Clouds hide the platform on which the Inti Raymi is performed. It is the Festival of the Sun performed by the shaman priests of Macchu Picchu, high in the Andes mountains of Peru. The procession materializes out of the billowing clouds. Elaborate headdresses and flowing robes appear. The sound of the Peruvian flute wafts across the ridgetop. When the clouds dissipate, a breathtaking view emerges of distant valleys and rivers, some thousands of feet below, with mountain peaks beyond, framing the scene. It is amazing to think that people actually thrived here, clinging to the sides of the mountain ridge.

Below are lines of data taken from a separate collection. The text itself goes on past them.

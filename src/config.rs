//! Configuration management for parlingest
//!
//! The pipeline is driven by a TOML file declaring the sources to harvest
//! plus network, auth, and rename settings. The file is looked up at an
//! explicit `--config` path first, then at the platform config directory.

use std::collections::BTreeMap;
use std::path::{Path, PathBuf};

use serde::{Deserialize, Serialize};

use crate::error::{IngestError, Result};

/// Application configuration
#[derive(Debug, Clone, Default, Serialize, Deserialize)]
pub struct Config {
    /// Google credential settings
    #[serde(default)]
    pub auth: AuthConfig,

    /// Network settings shared by all scrapers
    #[serde(default)]
    pub network: NetworkConfig,

    /// Settings for the GCS rename phase
    #[serde(default)]
    pub rename: RenameConfig,

    /// Sources to harvest
    #[serde(default)]
    pub sources: Vec<SourceConfig>,
}

/// Google credential settings
#[derive(Debug, Clone, Serialize, Deserialize)]
pub struct AuthConfig {
    /// Path to the service-account key JSON
    pub credentials_file: PathBuf,
}

/// Network settings shared by all scrapers
#[derive(Debug, Clone, Serialize, Deserialize)]
pub struct NetworkConfig {
    /// HTTP timeout in seconds
    pub timeout: u64,
    /// Maximum attempts per request
    pub max_attempts: u32,
    /// Base for exponential backoff between attempts, in seconds
    pub backoff_base: f64,
    /// Politeness delay between requests, in seconds
    pub request_delay: f64,
    /// Upper bound of random jitter added to delays, in seconds
    pub jitter: f64,
}

/// Settings for the GCS rename phase
#[derive(Debug, Clone, Serialize, Deserialize)]
pub struct RenameConfig {
    /// Google Cloud project hosting the Vertex AI endpoint
    pub project_id: String,
    /// Vertex AI region ("global" or a specific one for data residency)
    pub region: String,
    /// Gemini model id
    pub model: String,
    /// Concurrent rename workers
    pub workers: usize,
    /// Max PDF pages fed to the model
    pub max_pdf_pages: usize,
    /// Max characters of document context fed to the model
    pub max_chars: usize,
    /// Local CSV log of rename outcomes
    pub log_file: PathBuf,
}

/// One harvest source
#[derive(Debug, Clone, Serialize, Deserialize)]
pub struct SourceConfig {
    /// Unique source name, used for `--source` filtering
    pub name: String,
    /// Whether the orchestrator runs this source
    #[serde(default = "default_true")]
    pub enabled: bool,
    /// Subdirectory of the local output root for this source
    pub local_subdir: String,
    /// Destination GCS bucket
    pub bucket: String,
    /// Destination GCS prefix
    #[serde(default)]
    pub gcs_prefix: String,
    /// Glob patterns selecting files to upload
    #[serde(default = "default_patterns")]
    pub file_patterns: Vec<String>,
    /// Kind-specific parameters
    pub kind: SourceKind,
}

/// Kind-specific source parameters
#[derive(Debug, Clone, Serialize, Deserialize)]
#[serde(tag = "type", rename_all = "snake_case")]
pub enum SourceKind {
    /// Chamber of Deputies stenographic reports
    Camera {
        /// Starting legislature; others are discovered as needed
        legislature: String,
    },
    /// Senate sitting reports
    Senato {
        /// Starting legislature; others are discovered as needed
        legislature: String,
    },
    /// YouTube channel transcripts and metadata
    Youtube {
        /// Channel id -> directory slug
        channels: BTreeMap<String, String>,
        /// Environment variable holding the Data API key
        #[serde(default = "default_api_key_env")]
        api_key_env: String,
    },
    /// Google Drive folder tree
    Drive {
        /// Root folder id
        folder_id: String,
        /// Maximum folder recursion depth
        #[serde(default = "default_drive_depth")]
        max_depth: usize,
    },
}

fn default_true() -> bool {
    true
}

fn default_patterns() -> Vec<String> {
    vec!["*.pdf".into(), "*.json".into()]
}

fn default_api_key_env() -> String {
    "YOUTUBE_API_KEY".into()
}

fn default_drive_depth() -> usize {
    2
}

impl Default for AuthConfig {
    fn default() -> Self {
        Self {
            credentials_file: PathBuf::from("GOOGLE_CREDENTIALS.json"),
        }
    }
}

impl Default for NetworkConfig {
    fn default() -> Self {
        Self {
            timeout: 30,
            max_attempts: 3,
            backoff_base: 2.0,
            request_delay: 0.5,
            jitter: 0.2,
        }
    }
}

impl Default for RenameConfig {
    fn default() -> Self {
        Self {
            project_id: String::new(),
            region: "global".to_string(),
            model: "gemini-2.0-flash-lite-001".to_string(),
            workers: 16,
            max_pdf_pages: 3,
            max_chars: 4000,
            log_file: PathBuf::from("rename_gcs_log.csv"),
        }
    }
}

impl Config {
    /// Get the default config file path
    pub fn config_path() -> Result<PathBuf> {
        let config_dir = dirs::config_dir()
            .ok_or_else(|| IngestError::config("Could not find config directory"))?;
        Ok(config_dir.join("parlingest").join("config.toml"))
    }

    /// Load configuration from an explicit path or the default location
    pub fn load(path: Option<&Path>) -> Result<Self> {
        let path = match path {
            Some(p) => p.to_path_buf(),
            None => Self::config_path()?,
        };

        if !path.exists() {
            return Err(IngestError::file_not_found(path));
        }

        let content = std::fs::read_to_string(&path)?;
        let config: Config = toml::from_str(&content)?;
        config.validate()?;
        Ok(config)
    }

    /// Save configuration to the given path
    pub fn save(&self, path: &Path) -> Result<()> {
        if let Some(parent) = path.parent() {
            std::fs::create_dir_all(parent)?;
        }
        let content =
            toml::to_string_pretty(self).map_err(|e| IngestError::config(e.to_string()))?;
        std::fs::write(path, content)?;
        Ok(())
    }

    /// Write a starter configuration to the default location
    pub fn init(force: bool) -> Result<PathBuf> {
        let path = Self::config_path()?;
        if path.exists() && !force {
            return Err(IngestError::config(
                "Configuration file already exists. Use --force to overwrite.",
            ));
        }
        Self::default().save(&path)?;
        Ok(path)
    }

    /// Sources enabled for an orchestrator run, optionally filtered by name
    pub fn enabled_sources(&self, only: Option<&str>) -> Vec<&SourceConfig> {
        self.sources
            .iter()
            .filter(|s| s.enabled)
            .filter(|s| only.map_or(true, |name| s.name == name))
            .collect()
    }

    fn validate(&self) -> Result<()> {
        let mut seen = std::collections::HashSet::new();
        for source in &self.sources {
            if !seen.insert(&source.name) {
                return Err(IngestError::config(format!(
                    "duplicate source name '{}'",
                    source.name
                )));
            }
            if source.bucket.is_empty() {
                return Err(IngestError::config(format!(
                    "source '{}' has no bucket",
                    source.name
                )));
            }
        }
        Ok(())
    }
}

#[cfg(test)]
mod tests {
    use super::*;

    const SAMPLE: &str = r#"
        [auth]
        credentials_file = "creds.json"

        [rename]
        project_id = "my-project"
        region = "global"
        model = "gemini-2.0-flash-lite-001"
        workers = 8
        max_pdf_pages = 3
        max_chars = 4000
        log_file = "rename.csv"

        [[sources]]
        name = "camera"
        local_subdir = "camera"
        bucket = "documenti"
        gcs_prefix = "camera"

        [sources.kind]
        type = "camera"
        legislature = "19"

        [[sources]]
        name = "youtube"
        enabled = false
        local_subdir = "youtube"
        bucket = "documenti"
        gcs_prefix = "youtube"
        file_patterns = ["*.txt", "*.json"]

        [sources.kind]
        type = "youtube"
        [sources.kind.channels]
        "UC123" = "somechannel"
    "#;

    #[test]
    fn parses_sample_config() {
        let config: Config = toml::from_str(SAMPLE).unwrap();
        assert_eq!(config.sources.len(), 2);
        assert_eq!(config.rename.workers, 8);

        match &config.sources[0].kind {
            SourceKind::Camera { legislature } => assert_eq!(legislature, "19"),
            other => panic!("unexpected kind: {other:?}"),
        }
        assert!(config.sources[0].enabled);
        assert_eq!(config.sources[0].file_patterns, vec!["*.pdf", "*.json"]);

        match &config.sources[1].kind {
            SourceKind::Youtube { channels, api_key_env } => {
                assert_eq!(channels.get("UC123").unwrap(), "somechannel");
                assert_eq!(api_key_env, "YOUTUBE_API_KEY");
            }
            other => panic!("unexpected kind: {other:?}"),
        }
        assert!(!config.sources[1].enabled);
    }

    #[test]
    fn enabled_sources_filters_by_name() {
        let config: Config = toml::from_str(SAMPLE).unwrap();
        assert_eq!(config.enabled_sources(None).len(), 1);
        assert_eq!(config.enabled_sources(Some("camera")).len(), 1);
        assert!(config.enabled_sources(Some("youtube")).is_empty());
        assert!(config.enabled_sources(Some("nope")).is_empty());
    }

    #[test]
    fn duplicate_source_names_rejected() {
        let mut config: Config = toml::from_str(SAMPLE).unwrap();
        let dup = config.sources[0].clone();
        config.sources.push(dup);
        assert!(config.validate().is_err());
    }

    #[test]
    fn network_defaults() {
        let config = Config::default();
        assert_eq!(config.network.timeout, 30);
        assert_eq!(config.network.max_attempts, 3);
        assert_eq!(config.rename.model, "gemini-2.0-flash-lite-001");
    }
}
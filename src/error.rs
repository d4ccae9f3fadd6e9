//! Error types for parlingest

use std::path::PathBuf;
use thiserror::Error;

/// Main error type for parlingest operations
#[derive(Error, Debug)]
pub enum IngestError {
    #[error("IO error: {0}")]
    Io(#[from] std::io::Error),

    #[error("Walkdir error: {0}")]
    WalkDir(#[from] walkdir::Error),

    #[error("HTTP request error: {0}")]
    Http(#[from] reqwest::Error),

    #[error("Network error: {0}")]
    Network(String),

    #[error("Google API error: {0}")]
    GoogleApi(String),

    #[error("API quota exhausted: {0}")]
    QuotaExhausted(String),

    #[error("Authentication error: {0}")]
    Auth(String),

    #[error("GCS error: {0}")]
    Gcs(String),

    #[error("Scrape error: {0}")]
    Scrape(String),

    #[error("Upload error: {0}")]
    Upload(String),

    #[error("Rename error: {0}")]
    Rename(String),

    #[error("Text extraction failed: {0}")]
    Extraction(String),

    #[error("Invalid date: {0}")]
    InvalidDate(String),

    #[error("File not found: {path}")]
    FileNotFound { path: PathBuf },

    #[error("Configuration error: {0}")]
    Config(String),

    #[error("Serialization error: {0}")]
    Serialization(#[from] serde_json::Error),

    #[error("TOML error: {0}")]
    Toml(#[from] toml::de::Error),

    #[error("Regex error: {0}")]
    Regex(#[from] regex::Error),

    #[error("CSV error: {0}")]
    Csv(#[from] csv::Error),

    #[error("JWT error: {0}")]
    Jwt(#[from] jsonwebtoken::errors::Error),

    #[error("URL error: {0}")]
    Url(#[from] url::ParseError),

    #[error("{0}")]
    Other(String),
}

/// Result type alias for parlingest operations
pub type Result<T> = std::result::Result<T, IngestError>;

impl IngestError {
    /// Create a new scrape error
    pub fn scrape(msg: impl Into<String>) -> Self {
        Self::Scrape(msg.into())
    }

    /// Create a new GCS error
    pub fn gcs(msg: impl Into<String>) -> Self {
        Self::Gcs(msg.into())
    }

    /// Create a new configuration error
    pub fn config(msg: impl Into<String>) -> Self {
        Self::Config(msg.into())
    }

    /// Create a file not found error
    pub fn file_not_found(path: impl Into<PathBuf>) -> Self {
        Self::FileNotFound { path: path.into() }
    }
}
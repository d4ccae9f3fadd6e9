//! Command-line interface for parlingest

mod commands;

pub use commands::*;

use chrono::NaiveDate;
use clap::{Parser, Subcommand};
use std::path::PathBuf;

/// Parlingest - Italian parliamentary document ingestion
///
/// Harvests stenographic reports, video transcripts, and institutional
/// documents, mirrors them into Google Cloud Storage, and keeps the ingest
/// manifests up to date.
#[derive(Parser, Debug)]
#[command(name = "parlingest")]
#[command(author, version, about, long_about = None)]
#[command(propagate_version = true)]
pub struct Cli {
    /// Subcommand to execute
    #[command(subcommand)]
    pub command: Commands,

    /// Enable verbose output
    #[arg(short, long, global = true)]
    pub verbose: bool,

    /// Suppress non-essential output
    #[arg(short, long, global = true)]
    pub quiet: bool,

    /// Configuration file path
    #[arg(short, long, global = true, env = "PARLINGEST_CONFIG")]
    pub config: Option<PathBuf>,
}

/// Available commands
#[derive(Subcommand, Debug)]
pub enum Commands {
    /// Run the full pipeline (download, upload, rename) per configured source
    Run(RunArgs),

    /// Download Chamber of Deputies stenographic reports
    Camera(CameraArgs),

    /// Download Senate sitting reports
    Senato(SenatoArgs),

    /// Download YouTube transcripts and metadata
    Youtube(YoutubeArgs),

    /// Download documents from a Google Drive folder
    Drive(DriveArgs),

    /// Upload a directory to GCS and rebuild the ingest manifest
    Upload(UploadArgs),

    /// Rename GCS objects with Gemini and patch the batch manifest
    Rename(RenameArgs),

    /// Manage configuration
    Config(ConfigArgs),
}

/// Arguments for the run command
#[derive(Parser, Debug)]
pub struct RunArgs {
    /// Local root where sources keep their download directories
    #[arg(short, long)]
    pub out: PathBuf,

    /// Only process the source with this name
    #[arg(short, long)]
    pub source: Option<String>,

    /// Start date (YYYY-MM-DD), used when GCS has no previous upload
    #[arg(long)]
    pub from: Option<NaiveDate>,

    /// End date (YYYY-MM-DD), default: today
    #[arg(long)]
    pub to: Option<NaiveDate>,

    /// Skip the download phase
    #[arg(long)]
    pub skip_download: bool,

    /// Skip the upload phase
    #[arg(long)]
    pub skip_upload: bool,

    /// Skip the rename phase
    #[arg(long)]
    pub skip_rename: bool,

    /// Empty the GCS prefix before uploading
    #[arg(long)]
    pub refresh_gcs: bool,
}

/// Arguments for the camera command
#[derive(Parser, Debug)]
pub struct CameraArgs {
    /// Output directory
    #[arg(short, long)]
    pub out: PathBuf,

    /// Starting legislature (others are discovered from the date range)
    #[arg(short, long, default_value = "19")]
    pub leg: String,

    /// Start date (YYYY-MM-DD)
    #[arg(long)]
    pub from: Option<NaiveDate>,

    /// End date (YYYY-MM-DD), default: today
    #[arg(long)]
    pub to: Option<NaiveDate>,
}

/// Arguments for the senato command
#[derive(Parser, Debug)]
pub struct SenatoArgs {
    /// Output directory
    #[arg(short, long)]
    pub out: PathBuf,

    /// Legislature whose listings are scanned
    #[arg(short, long, default_value = "19")]
    pub leg: String,

    /// Start date (YYYY-MM-DD)
    #[arg(long)]
    pub from: Option<NaiveDate>,

    /// End date (YYYY-MM-DD), default: today
    #[arg(long)]
    pub to: Option<NaiveDate>,
}

/// Arguments for the youtube command
#[derive(Parser, Debug)]
pub struct YoutubeArgs {
    /// Output directory
    #[arg(short, long)]
    pub out: PathBuf,

    /// Only this channel id, instead of every configured channel
    #[arg(long)]
    pub channel: Option<String>,

    /// Data API key (default: the environment variable named in the config)
    #[arg(long)]
    pub api_key: Option<String>,

    /// Start date (YYYY-MM-DD)
    #[arg(long)]
    pub from: Option<NaiveDate>,

    /// End date (YYYY-MM-DD), default: today
    #[arg(long)]
    pub to: Option<NaiveDate>,
}

/// Arguments for the drive command
#[derive(Parser, Debug)]
pub struct DriveArgs {
    /// Output directory
    #[arg(short, long)]
    pub out: PathBuf,

    /// Root folder id (default: the configured drive source)
    #[arg(long)]
    pub folder_id: Option<String>,

    /// Maximum folder recursion depth
    #[arg(long, default_value = "2")]
    pub max_depth: u32,

    /// Only files created on or after this date (YYYY-MM-DD)
    #[arg(long)]
    pub from: Option<NaiveDate>,
}

/// Arguments for the upload command
#[derive(Parser, Debug)]
pub struct UploadArgs {
    /// Source directory to upload
    #[arg(short, long)]
    pub src: PathBuf,

    /// Destination bucket
    #[arg(short, long)]
    pub bucket: String,

    /// Destination prefix within the bucket
    #[arg(short, long, default_value = "")]
    pub prefix: String,

    /// Glob patterns selecting the files to upload
    #[arg(long, value_delimiter = ',', default_values_t = ["*.pdf".to_string(), "*.json".to_string()])]
    pub patterns: Vec<String>,

    /// Empty the prefix before uploading
    #[arg(long)]
    pub refresh: bool,
}

/// Arguments for the rename command
#[derive(Parser, Debug)]
pub struct RenameArgs {
    /// Target location, as gs://bucket/prefix
    #[arg(required = true)]
    pub gcs_input: String,

    /// Concurrent rename workers (default: from config)
    #[arg(short, long)]
    pub workers: Option<usize>,
}

/// Arguments for the config command
#[derive(Parser, Debug)]
pub struct ConfigArgs {
    /// Configuration subcommand
    #[command(subcommand)]
    pub command: ConfigCommands,
}

/// Configuration subcommands
#[derive(Subcommand, Debug)]
pub enum ConfigCommands {
    /// Show current configuration
    Show,
    /// Print the configuration file path
    Path,
    /// Initialize configuration file
    Init {
        /// Force overwrite existing config
        #[arg(short, long)]
        force: bool,
    },
}

impl Cli {
    /// Parse command line arguments
    pub fn parse_args() -> Self {
        Self::parse()
    }
}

They have come to perform the ancient ritual to secure the sun in its flight from the heavens by attaching it to the large column of stone called the Intihuatana (in-tee-wha-tan-ya), the “hitching post of the sun.” In Inca mythology, this ceremony prevented the sun from disappearing altogether below the horizon on the shortest day of the year.

As we approach the shortest day of the year in our hemisphere, December 21st, I wonder if our culture also needs to perform rituals to make certain that the sun will return to us as well. Steeped in modernity, with my scientific understanding of the rotating wobble of our planet around the sun, I am reassured that the days will grow longer and the nights shorter as we progress through the calendar year towards summer.

We humans have developed a variety of festivals, holidays, rituals, and other celebrations, focused on this important day in the year. The Winter solstice is the day in which the sun appears, at noon, at its lowest altitude above the horizon. Neolithic archeological sites such as Stonehenge identify the interest our ancestors had in marking this day.

The following months, January through April, were known, up until modern times, as the famine months. Many did not make it through those tough times when food was scarce. Some archeologists suggest that many of the celebrations associated with this day, were the result of needing to cull the herds before this long season. Feeding livestock through the long winter months was not common. Thus fresh meat was available at this time. In addition, the fermenting wines and beers, prepared during the end of the summer harvest, would be ready to consume about this point in the year. A celebration of a successful year and a preparation for the winter to come, seems an appropriate mix.

We moderns have a mix of responses to this time of the year as well. There are certainly elements of celebration: “Tis the season to be jolly…”; office parties abound; New Year’s Eve is the occasion for revelry; and so on.

We have also designated this as a time of increasing concern, anxiety, and even depression: seasonal affective disorder; the holiday blues; dread of winter approaching.

These are our months of emotional famine. Shakespeare identified this, in Richard III, in his phrase the “winter of our discontent…” though he was referring to historical political events in British Royal history.

I suspect we need this mix of celebration and preparation. We do seem a bit heavy on the celebration part, to the detriment of preparation. Some additional attention to preparing for the winters of our discontents would be useful. This might include grearing up on information, strategies of coping, or mindsets to practice. In particular, we can focus on our connectedness to friends and family. This can be our version of the Intihuatana, the hitching post of the sun, to make certain that we will have the experience of our winter discontents “made summer” by maintaining these connections.

And so, as we celebrate this special time, let us also prepare by wrapping ourselves in the warmth of great friends and a loving family, to guard against the cold of whatever winters lie ahead.